И Эфор, очевидно, считает если не Залевка законодателем Фурий, то, во всяком случае, его законодательство — в том или другом его виде — их законодательством; смысл его рассказа такой. Залевк в Локрах дал относительно частных отношений простые законы — Фурийцы же, желая впоследствии дойти до крайнего предела точности — ἀϰριβοῦѵ περὶ τῶν ἄϰρων [до вершины акрибии] — т. е. желая точно определить все, все испортили; потому что дело не в том, чтобы в форме закона избежать всякой возможности юридического изворота, а в том, чтобы τοῖς ἁπλοῖς ϰειμένοις ἐμμένειν [твердо придерживаться просто сформулированных законов]. Очевидно, Эфор видит в законах Фурийцев неправильное издание законов Залевка, как это и предполагает Busolt[19].
Мне кажется, что дело может быть объяснено так. Диодор говорит, что упоминает о законах Залевка по поводу Харонда, вероятнее, он был приведен к изложению законов Харонда встретившимся в его Пифагорейском источнике προοίμιον Залевка; этим он был наведен на вопрос о законодательстве Харонда, сведения о котором он и сообщил. Источник для Залевка Пифагорейский. Но определить его точней при современном положении вопроса о Пифагореизме, когда масса Пифагорейской литературы еще далеко не разобрана и не распределена, невозможно. Мы видели, что многое у Диодора восходит к Аристоксену, мы не сомневаемся в том, что Аристоксен не был непосредственным источником Диодора; нужно, стало быть, проследить дальнейшее влияние Аристоксена в Пифагорейской литературе, но это не входит в пределы нашей непосредственной задачи. Мы можем только установить, что источник Диодора заключал в себе προοίμιον законов Залевка, представлявший собой несколько отличную редакцию Стобеевского προοίμιον. На этом мы должны успокоиться.
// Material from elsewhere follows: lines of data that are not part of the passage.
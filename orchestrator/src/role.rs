//! Role identifiers
//!
//! The set of roles is closed. Text assembly always walks [`ROLE_ORDER`],
//! never map iteration order.

use std::fmt;
use std::str::FromStr;

use serde::{Deserialize, Serialize};

use crate::error::DraftError;

/// One of the five fixed contributor categories
#[derive(Debug, Clone, Copy, PartialEq, Eq, PartialOrd, Ord, Hash, Serialize, Deserialize)]
#[serde(rename_all = "kebab-case")]
pub enum Role {
    PolicyExpert,
    DataAdvisor,
    LogicArchitect,
    Stylist,
    RiskReviewer,
}

/// Declaration order of the roles, used for every merge
pub const ROLE_ORDER: [Role; 5] = [
    Role::PolicyExpert,
    Role::DataAdvisor,
    Role::LogicArchitect,
    Role::Stylist,
    Role::RiskReviewer,
];

impl Role {
    /// Stable identifier (e.g. "policy-expert")
    pub fn id(self) -> &'static str {
        match self {
            Role::PolicyExpert => "policy-expert",
            Role::DataAdvisor => "data-advisor",
            Role::LogicArchitect => "logic-architect",
            Role::Stylist => "stylist",
            Role::RiskReviewer => "risk-reviewer",
        }
    }

    /// Human-readable name for logs and prompts
    pub fn display_name(self) -> &'static str {
        match self {
            Role::PolicyExpert => "Policy Expert",
            Role::DataAdvisor => "Data Advisor",
            Role::LogicArchitect => "Logic Architect",
            Role::Stylist => "Stylist",
            Role::RiskReviewer => "Risk Reviewer",
        }
    }

    /// Position in [`ROLE_ORDER`]
    pub fn position(self) -> usize {
        ROLE_ORDER
            .iter()
            .position(|r| *r == self)
            .unwrap_or(ROLE_ORDER.len())
    }

    /// Iterate all roles in declaration order
    pub fn all() -> impl Iterator<Item = Role> {
        ROLE_ORDER.into_iter()
    }
}

impl fmt::Display for Role {
    fn fmt(&self, f: &mut fmt::Formatter<'_>) -> fmt::Result {
        f.write_str(self.id())
    }
}

impl FromStr for Role {
    type Err = DraftError;

    /// Accepts kebab-case ids and their snake_case spelling
    fn from_str(s: &str) -> Result<Self, Self::Err> {
        let normalized = s.trim().to_ascii_lowercase().replace('_', "-");
        ROLE_ORDER
            .into_iter()
            .find(|role| role.id() == normalized)
            .ok_or_else(|| DraftError::UnknownRole(s.to_string()))
    }
}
Busolt[20] весь экскурс о южноиталийских законодательствах решительно выводит не из Тимея и не из Эфора. Относительно законов Залевка это несомненно, относительно Харонда это вероятно. Но Busolt столь же решительно возводит экскурс к Посидонию — и это я считаю не доказанным.
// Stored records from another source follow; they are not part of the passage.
//! Contributors produce role-specific text for a stage
//!
//! A contributor reads the request and the current draft and returns text.
//! It must not rely on mutable shared state: one contributor may serve
//! several sessions at once.

use std::sync::Arc;
use std::time::Duration;

use anyhow::{anyhow, Result};
use async_trait::async_trait;
use serde::{Deserialize, Serialize};

use crate::draft::Draft;
use crate::error::{DraftError, DraftResult};
use crate::request::SpeechRequest;
use crate::role::Role;

/// Trait for role contributors
#[async_trait]
pub trait Contributor: Send + Sync {
    /// Produce this role's text for the given request and draft
    async fn generate(&self, request: &SpeechRequest, draft: &Draft) -> Result<String>;
}

/// Deterministic stub contributor
///
/// Produces `"[<Display Name>] suggestion based on <occasion> / <audience>"`.
#[derive(Debug, Clone)]
pub struct TemplateContributor {
    label: String,
}

impl TemplateContributor {
    pub fn new(role: Role) -> Self {
        Self {
            label: role.display_name().to_string(),
        }
    }

    /// Use a custom label instead of the role's display name
    pub fn with_label(mut self, label: impl Into<String>) -> Self {
        self.label = label.into();
        self
    }
}

#[async_trait]
impl Contributor for TemplateContributor {
    async fn generate(&self, request: &SpeechRequest, _draft: &Draft) -> Result<String> {
        Ok(format!(
            "[{}] suggestion based on {} / {}",
            self.label, request.occasion, request.audience
        ))
    }
}

type GenerateFn = dyn Fn(&SpeechRequest, &Draft) -> Result<String> + Send + Sync;

/// Contributor backed by a closure, for injecting fakes
#[derive(Clone)]
pub struct FnContributor {
    func: Arc<GenerateFn>,
}

impl FnContributor {
    pub fn new<F>(func: F) -> Self
    where
        F: Fn(&SpeechRequest, &Draft) -> Result<String> + Send + Sync + 'static,
    {
        Self {
            func: Arc::new(func),
        }
    }

    /// Contributor that always returns `text`
    pub fn fixed(text: impl Into<String>) -> Self {
        let text = text.into();
        Self::new(move |_, _| Ok(text.clone()))
    }

    /// Contributor that always fails with `message`
    pub fn failing(message: impl Into<String>) -> Self {
        let message = message.into();
        Self::new(move |_, _| Err(anyhow!(message.clone())))
    }
}

impl std::fmt::Debug for FnContributor {
    fn fmt(&self, f: &mut std::fmt::Formatter<'_>) -> std::fmt::Result {
        f.debug_struct("FnContributor").finish_non_exhaustive()
    }
}

#[async_trait]
impl Contributor for FnContributor {
    async fn generate(&self, request: &SpeechRequest, draft: &Draft) -> Result<String> {
        (self.func)(request, draft)
    }
}

/// Render the request and current draft as a user prompt
pub fn render_brief(request: &SpeechRequest, draft: &Draft) -> String {
    let mut brief = String::new();
    brief.push_str(&format!("Occasion: {}\n", request.occasion));
    brief.push_str(&format!("Audience: {}\n", request.audience));
    brief.push_str(&format!("Tone: {}\n", request.tone));
    brief.push_str(&format!("Duration: {} minutes\n", request.duration_minutes));

    if !request.keywords.is_empty() {
        brief.push_str(&format!("Keywords: {}\n", request.keywords.join(", ")));
    }
    if !request.must_quote.is_empty() {
        brief.push_str("Must quote:\n");
        for quote in &request.must_quote {
            brief.push_str(&format!("- {}\n", quote));
        }
    }
    if !request.forbidden_terms.is_empty() {
        brief.push_str(&format!(
            "Forbidden terms: {}\n",
            request.forbidden_terms.join(", ")
        ));
    }
    if !request.references.is_empty() {
        brief.push_str("\n## Reference sources\n");
        for source in &request.references {
            brief.push_str(&format!("### {} ({})\n{}\n", source.name, source.kind, source.content));
        }
    }

    brief.push_str("\n## Current draft\n");
    if draft.text.is_empty() {
        brief.push_str("(empty - this is the first stage)\n");
    } else {
        brief.push_str(&draft.text);
        brief.push('\n');
    }

    brief
}

#[derive(Debug, Serialize)]
struct ChatRequest<'a> {
    model: &'a str,
    messages: Vec<ChatMessage<'a>>,
    temperature: f32,
}

#[derive(Debug, Serialize)]
struct ChatMessage<'a> {
    role: &'a str,
    content: &'a str,
}

#[derive(Debug, Deserialize)]
struct ChatResponse {
    #[serde(default)]
    choices: Vec<ChatChoice>,
}

#[derive(Debug, Deserialize)]
struct ChatChoice {
    message: ChatReply,
}

#[derive(Debug, Deserialize)]
struct ChatReply {
    #[serde(default)]
    content: String,
}

/// Contributor that calls an OpenAI-compatible chat-completion endpoint
#[derive(Debug, Clone)]
pub struct ChatContributor {
    client: reqwest::Client,
    endpoint: String,
    api_key: String,
    model: String,
    system_prompt: String,
    temperature: f32,
}

impl ChatContributor {
    /// Create a chat contributor
    ///
    /// `base_url` is the API root (e.g. `https://api.deepseek.com/v1`).
    pub fn new(
        base_url: &str,
        api_key: impl Into<String>,
        model: impl Into<String>,
        system_prompt: impl Into<String>,
        timeout: Duration,
    ) -> DraftResult<Self> {
        let client = reqwest::Client::builder()
            .timeout(timeout)
            .build()
            .map_err(|e| DraftError::Config(format!("failed to build HTTP client: {}", e)))?;

        Ok(Self {
            client,
            endpoint: format!("{}/chat/completions", base_url.trim_end_matches('/')),
            api_key: api_key.into(),
            model: model.into(),
            system_prompt: system_prompt.into(),
            temperature: crate::config::default_temperature(),
        })
    }

    /// Set sampling temperature
    pub fn with_temperature(mut self, temperature: f32) -> Self {
        self.temperature = temperature;
        self
    }

    pub fn endpoint(&self) -> &str {
        &self.endpoint
    }

    pub fn model(&self) -> &str {
        &self.model
    }
}

#[async_trait]
impl Contributor for ChatContributor {
    async fn generate(&self, request: &SpeechRequest, draft: &Draft) -> Result<String> {
        let brief = render_brief(request, draft);
        let body = ChatRequest {
            model: &self.model,
            messages: vec![
                ChatMessage {
                    role: "system",
                    content: &self.system_prompt,
                },
                ChatMessage {
                    role: "user",
                    content: &brief,
                },
            ],
            temperature: self.temperature,
        };

        tracing::debug!(model = %self.model, endpoint = %self.endpoint, "Sending chat completion");

        let response: ChatResponse = self
            .client
            .post(&self.endpoint)
            .bearer_auth(&self.api_key)
            .json(&body)
            .send()
            .await?
            .error_for_status()?
            .json()
            .await?;

        response
            .choices
            .into_iter()
            .next()
            .map(|choice| choice.message.content)
            .ok_or_else(|| anyhow!("empty response"))
    }
}

#[cfg(test)]
mod tests {
    use super::*;
    use crate::request::UploadedSource;

    fn request() -> SpeechRequest {
        SpeechRequest::new("Opening", "Staff", "formal", 5)
    }

    #[tokio::test]
    async fn test_template_contributor() {
        let contributor = TemplateContributor::new(Role::PolicyExpert);
        let text = contributor.generate(&request(), &Draft::new()).await.unwrap();
        assert_eq!(text, "[Policy Expert] suggestion based on Opening / Staff");
    }

    #[tokio::test]
    async fn test_fn_contributor_sees_draft() {
        let contributor = FnContributor::new(|_, draft| Ok(format!("len={}", draft.text.len())));
        let draft = Draft {
            text: "abc".to_string(),
            ..Default::default()
        };
        assert_eq!(contributor.generate(&request(), &draft).await.unwrap(), "len=3");

        let failing = FnContributor::failing("model offline");
        let err = failing.generate(&request(), &draft).await.unwrap_err();
        assert_eq!(err.to_string(), "model offline");
    }

    #[test]
    fn test_render_brief() {
        let request = request()
            .with_keywords(["growth", "trust"])
            .with_forbidden_terms(["miracle"])
            .with_reference(UploadedSource::new("annual report", "Output doubled.", "data"));

        let brief = render_brief(&request, &Draft::new());
        assert!(brief.contains("Keywords: growth, trust"));
        assert!(brief.contains("Forbidden terms: miracle"));
        assert!(brief.contains("### annual report (data)"));
        assert!(brief.contains("(empty - this is the first stage)"));
    }

    #[test]
    fn test_chat_endpoint() {
        let contributor = ChatContributor::new(
            "https://api.deepseek.com/v1/",
            "key",
            "deepseek-chat",
            "prompt",
            Duration::from_secs(5),
        )
        .unwrap()
        .with_temperature(0.3);

        assert_eq!(
            contributor.endpoint(),
            "https://api.deepseek.com/v1/chat/completions"
        );
        assert_eq!(contributor.model(), "deepseek-chat");
    }

    #[test]
    fn test_chat_response_parsing() {
        let json = r#"{"choices":[{"message":{"role":"assistant","content":"hello"}}]}"#;
        let parsed: ChatResponse = serde_json::from_str(json).unwrap();
        assert_eq!(parsed.choices[0].message.content, "hello");

        let empty: ChatResponse = serde_json::from_str("{}").unwrap();
        assert!(empty.choices.is_empty());
    }
}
Аргументы Busolt’а сводятся к нижеследующим пунктам.
1) Посидоний делает Харонда и Залевка учениками Пифагора. Но, во первых, Диодор признает учеником Пифагора только одного Залевка, а не обоих; во вторых, не Посидоний изобрел эту связь наших законодателей с Пифагором — для нас она впервые проявляется у Аристоксена, из которого так много почерпал Диодор (ap. Diog. Laert. VIII. 16[21]).
2) Замечание Диодора о несомненности существования богов (XII. 20. 2) совпадает с замечанием Цицерона (de Nat. deor. II. 5. 13 sqq.), который по Посидонию сообщает о доказательствах, приводимых Клеантом и Хрисиппом в пользу существования богов. Сходство в самом деле очень не велико, но оно ничего не доказывает, именно потому, что, если Посидоний приводил это рассуждение, как одно из доказательств стоицизма, он не мог приводить его как отрывок из Пифагоровского προοίμιον — а Диодор именно προοίμιον цитирует, и с προοίμιον оно совпадает. Если оно подложно, значит Диодор подложным и пользовался — вот и все.
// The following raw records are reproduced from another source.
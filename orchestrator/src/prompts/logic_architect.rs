//! Logic architect system prompt

pub const LOGIC_ARCHITECT_PROMPT: &str = r#"You are the Logic Architect on a speech-drafting team.

## Your Role
- Give the speech a clear structure: opening, argument, close
- Make each section follow from the previous one
- Fit the structure to the requested duration

## Output Format
```
Opening: [one sentence]
Argument:
1. [point]
2. [point]
Close: [one sentence]
```

## Guidelines
- Point out gaps or contradictions in the current draft
- Work the keywords into the structure in priority order
"#;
3) Диодор очень хвалит законы Харонда и Залевка. У Посидония Zaleuci leges et Charondae laudantur [законы Залевка и Харонда хвалятся] (Sen. ep. 90. 6) — не думаю, чтобы Бузольт и сам приписывал этому аргументу сколько нибудь серьезное значение — хвалить можно с всевозможных точек зрения[22], хвалить могут и самые различные люди.
Мне кажется, что все подобные сближения могут только тогда иметь значение, когда мы, хотя бы самых общих чертах, можем уяснить себе характер того сочинения, из которого заимствует свои сведения разбираемый нами автор. Относительно Посидония мы можем это сделать в достаточно определенной степени Что Диодор пользовался Посидонием, считается доказанным[23] — но доказано это относительно определенных частей Диодоровского сочинения, и заимствования эти сделаны либо из географического, либо из исторического труда Посидония. Что в таком Посидониевском отрывке встречается случайное упоминание Пифагора (Диод. V. 28. 6), ничего не доказывает: у Посидония оно тоже должно было быть случайно. Свою систему Пифагореизма Посидоний изложил не в этом географическом или историческом труде, а в своем комментарии к Платоновскому Тимею[24]; относительно того, что им пользовался Диодор, ничего не доказано.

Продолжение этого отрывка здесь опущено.